Exactly as they appear below, repeat the lines from the one with "#[repr(u8)]" through the one with "payload byte is", and no others.

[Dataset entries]
·····
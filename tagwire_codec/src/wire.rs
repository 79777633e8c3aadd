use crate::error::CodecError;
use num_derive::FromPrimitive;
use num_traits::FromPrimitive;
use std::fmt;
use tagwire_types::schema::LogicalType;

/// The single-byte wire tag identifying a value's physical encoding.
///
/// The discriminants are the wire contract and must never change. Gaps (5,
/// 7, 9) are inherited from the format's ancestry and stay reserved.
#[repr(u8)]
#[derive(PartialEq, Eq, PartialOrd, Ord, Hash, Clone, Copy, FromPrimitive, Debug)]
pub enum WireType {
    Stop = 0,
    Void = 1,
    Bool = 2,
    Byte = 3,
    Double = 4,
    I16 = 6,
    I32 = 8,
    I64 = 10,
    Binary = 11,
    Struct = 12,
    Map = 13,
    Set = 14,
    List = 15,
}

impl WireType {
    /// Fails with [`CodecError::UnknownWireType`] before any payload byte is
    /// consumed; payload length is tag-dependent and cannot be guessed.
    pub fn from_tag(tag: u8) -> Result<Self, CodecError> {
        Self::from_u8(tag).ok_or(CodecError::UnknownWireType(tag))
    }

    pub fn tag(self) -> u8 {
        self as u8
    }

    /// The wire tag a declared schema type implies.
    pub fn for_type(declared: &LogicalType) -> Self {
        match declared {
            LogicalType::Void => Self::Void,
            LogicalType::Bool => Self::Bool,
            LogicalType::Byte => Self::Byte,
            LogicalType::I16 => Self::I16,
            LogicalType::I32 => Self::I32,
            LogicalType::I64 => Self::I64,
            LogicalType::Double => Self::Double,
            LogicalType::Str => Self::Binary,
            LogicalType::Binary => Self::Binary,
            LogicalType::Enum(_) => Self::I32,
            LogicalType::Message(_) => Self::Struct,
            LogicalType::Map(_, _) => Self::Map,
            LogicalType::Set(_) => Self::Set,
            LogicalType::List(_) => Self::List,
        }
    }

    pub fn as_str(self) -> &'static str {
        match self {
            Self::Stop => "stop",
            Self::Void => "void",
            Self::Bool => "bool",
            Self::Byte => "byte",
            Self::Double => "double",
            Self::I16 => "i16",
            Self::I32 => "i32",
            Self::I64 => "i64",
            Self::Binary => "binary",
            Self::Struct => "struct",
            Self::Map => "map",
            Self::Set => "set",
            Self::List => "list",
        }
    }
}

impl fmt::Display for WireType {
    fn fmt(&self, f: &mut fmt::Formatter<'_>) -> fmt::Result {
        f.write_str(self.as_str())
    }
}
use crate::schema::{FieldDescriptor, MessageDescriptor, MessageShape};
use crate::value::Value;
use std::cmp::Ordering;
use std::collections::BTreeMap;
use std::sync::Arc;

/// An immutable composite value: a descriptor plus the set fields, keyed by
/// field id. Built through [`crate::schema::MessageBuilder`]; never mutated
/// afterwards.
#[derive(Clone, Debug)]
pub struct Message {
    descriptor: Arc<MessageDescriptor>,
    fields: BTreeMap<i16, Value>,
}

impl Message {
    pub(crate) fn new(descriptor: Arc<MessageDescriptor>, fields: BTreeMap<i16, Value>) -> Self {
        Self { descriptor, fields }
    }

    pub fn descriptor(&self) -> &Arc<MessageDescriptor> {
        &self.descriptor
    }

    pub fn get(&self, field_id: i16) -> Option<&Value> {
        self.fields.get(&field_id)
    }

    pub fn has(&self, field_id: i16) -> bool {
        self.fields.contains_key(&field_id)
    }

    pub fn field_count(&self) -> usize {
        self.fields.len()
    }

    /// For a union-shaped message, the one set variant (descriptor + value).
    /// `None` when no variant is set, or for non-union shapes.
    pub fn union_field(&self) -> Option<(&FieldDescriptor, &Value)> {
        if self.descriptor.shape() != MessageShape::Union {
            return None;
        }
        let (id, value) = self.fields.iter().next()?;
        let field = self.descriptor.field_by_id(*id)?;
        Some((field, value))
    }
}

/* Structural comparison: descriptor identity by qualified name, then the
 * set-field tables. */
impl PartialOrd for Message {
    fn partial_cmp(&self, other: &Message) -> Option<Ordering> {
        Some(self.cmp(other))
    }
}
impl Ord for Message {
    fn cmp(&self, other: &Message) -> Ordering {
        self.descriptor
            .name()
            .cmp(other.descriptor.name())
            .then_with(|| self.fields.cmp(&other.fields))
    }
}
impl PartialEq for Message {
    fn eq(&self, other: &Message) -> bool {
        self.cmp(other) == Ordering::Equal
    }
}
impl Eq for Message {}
·····
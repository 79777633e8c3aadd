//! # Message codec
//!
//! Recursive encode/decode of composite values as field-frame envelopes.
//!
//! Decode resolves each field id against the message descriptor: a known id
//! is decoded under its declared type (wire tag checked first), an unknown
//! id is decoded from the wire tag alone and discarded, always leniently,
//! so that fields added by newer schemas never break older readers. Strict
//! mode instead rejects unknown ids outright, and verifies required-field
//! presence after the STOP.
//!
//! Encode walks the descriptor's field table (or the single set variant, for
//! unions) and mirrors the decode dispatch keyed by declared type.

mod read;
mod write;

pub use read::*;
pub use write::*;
·····
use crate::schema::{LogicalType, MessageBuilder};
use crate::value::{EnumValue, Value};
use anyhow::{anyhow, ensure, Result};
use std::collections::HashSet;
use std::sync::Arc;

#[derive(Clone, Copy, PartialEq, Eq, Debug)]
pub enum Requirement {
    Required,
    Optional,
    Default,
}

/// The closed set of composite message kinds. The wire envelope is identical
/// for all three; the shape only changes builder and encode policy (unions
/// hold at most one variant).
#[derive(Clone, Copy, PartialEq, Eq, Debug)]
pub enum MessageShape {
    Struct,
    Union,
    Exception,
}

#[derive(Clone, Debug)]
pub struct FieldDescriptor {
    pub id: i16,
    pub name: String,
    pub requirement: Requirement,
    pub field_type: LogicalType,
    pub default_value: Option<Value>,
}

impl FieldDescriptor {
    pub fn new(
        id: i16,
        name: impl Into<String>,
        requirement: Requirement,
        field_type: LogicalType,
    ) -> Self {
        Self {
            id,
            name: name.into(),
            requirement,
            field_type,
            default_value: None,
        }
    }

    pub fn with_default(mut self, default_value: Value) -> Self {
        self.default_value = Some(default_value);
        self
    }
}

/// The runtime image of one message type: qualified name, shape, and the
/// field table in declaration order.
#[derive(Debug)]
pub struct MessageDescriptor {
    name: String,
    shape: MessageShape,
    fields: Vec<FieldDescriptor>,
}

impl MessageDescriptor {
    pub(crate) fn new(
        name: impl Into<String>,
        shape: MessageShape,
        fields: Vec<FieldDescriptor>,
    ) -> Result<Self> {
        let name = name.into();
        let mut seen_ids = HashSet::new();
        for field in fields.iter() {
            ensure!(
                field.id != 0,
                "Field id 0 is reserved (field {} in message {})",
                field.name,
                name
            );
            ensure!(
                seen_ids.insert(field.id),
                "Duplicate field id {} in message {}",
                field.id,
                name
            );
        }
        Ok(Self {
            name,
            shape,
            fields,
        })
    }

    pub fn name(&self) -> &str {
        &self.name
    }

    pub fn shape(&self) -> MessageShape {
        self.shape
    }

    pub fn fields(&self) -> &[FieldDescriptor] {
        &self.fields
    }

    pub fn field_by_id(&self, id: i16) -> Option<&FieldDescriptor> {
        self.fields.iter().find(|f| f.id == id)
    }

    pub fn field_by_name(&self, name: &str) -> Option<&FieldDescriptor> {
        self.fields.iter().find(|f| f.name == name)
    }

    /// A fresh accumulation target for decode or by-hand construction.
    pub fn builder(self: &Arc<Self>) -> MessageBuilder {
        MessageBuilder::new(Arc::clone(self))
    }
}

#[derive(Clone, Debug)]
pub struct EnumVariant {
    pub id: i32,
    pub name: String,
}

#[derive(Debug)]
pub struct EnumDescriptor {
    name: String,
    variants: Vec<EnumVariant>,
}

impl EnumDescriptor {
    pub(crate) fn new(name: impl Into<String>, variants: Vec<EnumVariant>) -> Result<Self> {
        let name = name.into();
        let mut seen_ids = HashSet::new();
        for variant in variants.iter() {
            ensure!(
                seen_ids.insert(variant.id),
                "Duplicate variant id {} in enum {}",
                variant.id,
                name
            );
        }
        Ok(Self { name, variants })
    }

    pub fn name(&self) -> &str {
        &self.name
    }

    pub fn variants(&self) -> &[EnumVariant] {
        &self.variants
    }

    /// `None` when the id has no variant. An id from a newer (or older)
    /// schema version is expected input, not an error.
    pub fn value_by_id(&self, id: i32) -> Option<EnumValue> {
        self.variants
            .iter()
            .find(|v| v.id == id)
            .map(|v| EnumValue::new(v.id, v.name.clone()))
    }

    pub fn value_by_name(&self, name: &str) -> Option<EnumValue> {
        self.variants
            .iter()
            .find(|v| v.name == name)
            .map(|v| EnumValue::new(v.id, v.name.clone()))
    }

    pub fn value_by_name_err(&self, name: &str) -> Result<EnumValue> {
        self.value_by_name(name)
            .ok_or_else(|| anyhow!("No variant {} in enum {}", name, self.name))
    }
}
·····
Answer area =>
#[repr(u8)]
#[derive(PartialEq, Eq, PartialOrd, Ord, Hash, Clone, Copy, FromPrimitive, Debug)]
pub enum WireType {
    Stop = 0,
    Void = 1,
    Bool = 2,
    Byte = 3,
    Double = 4,
    I16 = 6,
    I32 = 8,
    I64 = 10,
    Binary = 11,
    Struct = 12,
    Map = 13,
    Set = 14,
    List = 15,
}

impl WireType {
    /// Fails with [`CodecError::UnknownWireType`] before any payload byte is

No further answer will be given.